Work task:
Provide only the number of lines in the records below that contain "must".

(Dataset records)
★ ★ ★ ★ ★

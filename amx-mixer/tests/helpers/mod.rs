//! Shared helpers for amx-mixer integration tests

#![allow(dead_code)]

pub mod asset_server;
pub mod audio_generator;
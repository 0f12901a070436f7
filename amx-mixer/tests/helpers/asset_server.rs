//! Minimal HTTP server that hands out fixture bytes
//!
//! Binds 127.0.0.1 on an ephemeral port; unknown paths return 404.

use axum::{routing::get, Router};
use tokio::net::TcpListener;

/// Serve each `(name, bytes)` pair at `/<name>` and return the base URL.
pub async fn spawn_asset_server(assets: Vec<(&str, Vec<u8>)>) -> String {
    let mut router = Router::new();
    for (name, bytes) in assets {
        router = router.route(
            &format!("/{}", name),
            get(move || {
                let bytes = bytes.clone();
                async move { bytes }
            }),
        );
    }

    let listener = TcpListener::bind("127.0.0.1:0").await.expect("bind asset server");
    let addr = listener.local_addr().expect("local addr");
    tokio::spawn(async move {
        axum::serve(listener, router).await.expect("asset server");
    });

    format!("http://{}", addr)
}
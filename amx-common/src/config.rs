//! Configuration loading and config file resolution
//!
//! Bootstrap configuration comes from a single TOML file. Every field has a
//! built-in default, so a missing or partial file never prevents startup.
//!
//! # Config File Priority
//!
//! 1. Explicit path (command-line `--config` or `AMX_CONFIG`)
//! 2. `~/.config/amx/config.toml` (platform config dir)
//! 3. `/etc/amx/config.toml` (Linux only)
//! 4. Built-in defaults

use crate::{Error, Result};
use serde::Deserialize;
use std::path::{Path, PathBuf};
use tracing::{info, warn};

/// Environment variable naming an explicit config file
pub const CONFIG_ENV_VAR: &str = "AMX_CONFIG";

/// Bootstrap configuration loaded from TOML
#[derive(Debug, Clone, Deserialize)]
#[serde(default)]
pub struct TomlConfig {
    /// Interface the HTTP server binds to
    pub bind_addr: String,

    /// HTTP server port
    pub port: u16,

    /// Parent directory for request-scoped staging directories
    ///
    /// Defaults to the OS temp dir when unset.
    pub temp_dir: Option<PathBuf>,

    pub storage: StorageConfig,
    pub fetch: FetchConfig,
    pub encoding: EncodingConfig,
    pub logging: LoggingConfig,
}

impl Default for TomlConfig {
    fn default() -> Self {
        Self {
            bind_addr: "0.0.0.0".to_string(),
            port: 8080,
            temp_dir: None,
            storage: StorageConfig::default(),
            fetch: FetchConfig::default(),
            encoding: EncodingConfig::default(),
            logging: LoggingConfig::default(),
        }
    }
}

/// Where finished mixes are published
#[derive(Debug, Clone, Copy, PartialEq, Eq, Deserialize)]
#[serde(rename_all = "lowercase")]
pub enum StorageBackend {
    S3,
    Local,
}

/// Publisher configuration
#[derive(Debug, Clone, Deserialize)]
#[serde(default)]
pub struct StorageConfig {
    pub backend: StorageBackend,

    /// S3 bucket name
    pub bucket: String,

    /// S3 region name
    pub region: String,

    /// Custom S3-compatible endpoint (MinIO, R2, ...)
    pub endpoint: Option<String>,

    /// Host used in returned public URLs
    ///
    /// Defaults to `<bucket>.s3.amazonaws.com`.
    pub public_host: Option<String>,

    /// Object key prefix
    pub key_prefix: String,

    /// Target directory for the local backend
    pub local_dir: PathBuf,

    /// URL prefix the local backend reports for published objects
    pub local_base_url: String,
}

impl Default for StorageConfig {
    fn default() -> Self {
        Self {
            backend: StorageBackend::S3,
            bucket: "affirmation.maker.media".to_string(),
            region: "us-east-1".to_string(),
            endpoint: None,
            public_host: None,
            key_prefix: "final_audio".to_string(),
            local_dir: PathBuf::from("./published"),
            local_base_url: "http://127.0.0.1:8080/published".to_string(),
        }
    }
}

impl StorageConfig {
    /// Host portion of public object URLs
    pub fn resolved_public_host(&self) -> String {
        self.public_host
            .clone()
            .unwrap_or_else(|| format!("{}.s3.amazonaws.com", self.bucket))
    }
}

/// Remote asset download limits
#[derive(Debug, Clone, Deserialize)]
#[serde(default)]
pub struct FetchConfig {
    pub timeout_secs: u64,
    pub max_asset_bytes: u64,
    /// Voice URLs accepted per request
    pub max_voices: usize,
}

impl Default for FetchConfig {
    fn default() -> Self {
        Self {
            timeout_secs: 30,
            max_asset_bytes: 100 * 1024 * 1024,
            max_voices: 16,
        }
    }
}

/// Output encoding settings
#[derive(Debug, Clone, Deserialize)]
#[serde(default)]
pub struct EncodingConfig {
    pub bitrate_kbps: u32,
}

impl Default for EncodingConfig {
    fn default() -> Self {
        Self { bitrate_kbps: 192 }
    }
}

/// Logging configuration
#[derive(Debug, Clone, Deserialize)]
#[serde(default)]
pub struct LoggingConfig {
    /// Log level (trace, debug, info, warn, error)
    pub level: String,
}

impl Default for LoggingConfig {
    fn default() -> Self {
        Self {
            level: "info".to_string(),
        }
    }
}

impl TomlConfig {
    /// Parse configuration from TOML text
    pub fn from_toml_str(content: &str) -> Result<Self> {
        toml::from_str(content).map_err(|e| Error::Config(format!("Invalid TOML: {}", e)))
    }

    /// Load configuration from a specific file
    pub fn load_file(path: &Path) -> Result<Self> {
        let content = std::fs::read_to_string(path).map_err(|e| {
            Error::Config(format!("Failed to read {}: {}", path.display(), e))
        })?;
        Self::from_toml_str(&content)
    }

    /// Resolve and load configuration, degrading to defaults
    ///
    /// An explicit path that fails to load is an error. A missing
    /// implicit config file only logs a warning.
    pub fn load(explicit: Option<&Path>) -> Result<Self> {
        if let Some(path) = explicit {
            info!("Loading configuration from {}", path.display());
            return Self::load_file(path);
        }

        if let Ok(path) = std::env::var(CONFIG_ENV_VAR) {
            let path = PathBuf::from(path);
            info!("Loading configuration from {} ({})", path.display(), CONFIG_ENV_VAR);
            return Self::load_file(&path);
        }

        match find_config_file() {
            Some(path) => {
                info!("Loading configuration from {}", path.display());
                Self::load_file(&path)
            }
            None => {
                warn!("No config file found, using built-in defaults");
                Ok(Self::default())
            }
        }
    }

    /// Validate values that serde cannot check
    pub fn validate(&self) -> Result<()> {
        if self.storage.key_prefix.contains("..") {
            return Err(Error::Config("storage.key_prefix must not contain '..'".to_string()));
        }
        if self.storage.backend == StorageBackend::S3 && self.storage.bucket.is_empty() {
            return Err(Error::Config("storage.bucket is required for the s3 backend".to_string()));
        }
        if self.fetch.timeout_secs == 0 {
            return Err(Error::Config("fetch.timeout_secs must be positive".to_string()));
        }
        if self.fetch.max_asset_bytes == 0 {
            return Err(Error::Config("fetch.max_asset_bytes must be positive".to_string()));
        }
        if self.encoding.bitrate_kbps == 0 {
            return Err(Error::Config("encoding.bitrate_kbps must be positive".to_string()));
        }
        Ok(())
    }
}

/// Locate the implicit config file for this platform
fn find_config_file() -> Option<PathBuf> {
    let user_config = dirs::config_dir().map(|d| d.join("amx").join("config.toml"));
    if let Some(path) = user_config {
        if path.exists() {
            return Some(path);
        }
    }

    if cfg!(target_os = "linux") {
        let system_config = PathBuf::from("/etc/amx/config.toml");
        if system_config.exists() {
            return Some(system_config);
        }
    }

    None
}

★ ★ ★ ★ ★

Expected answer:
4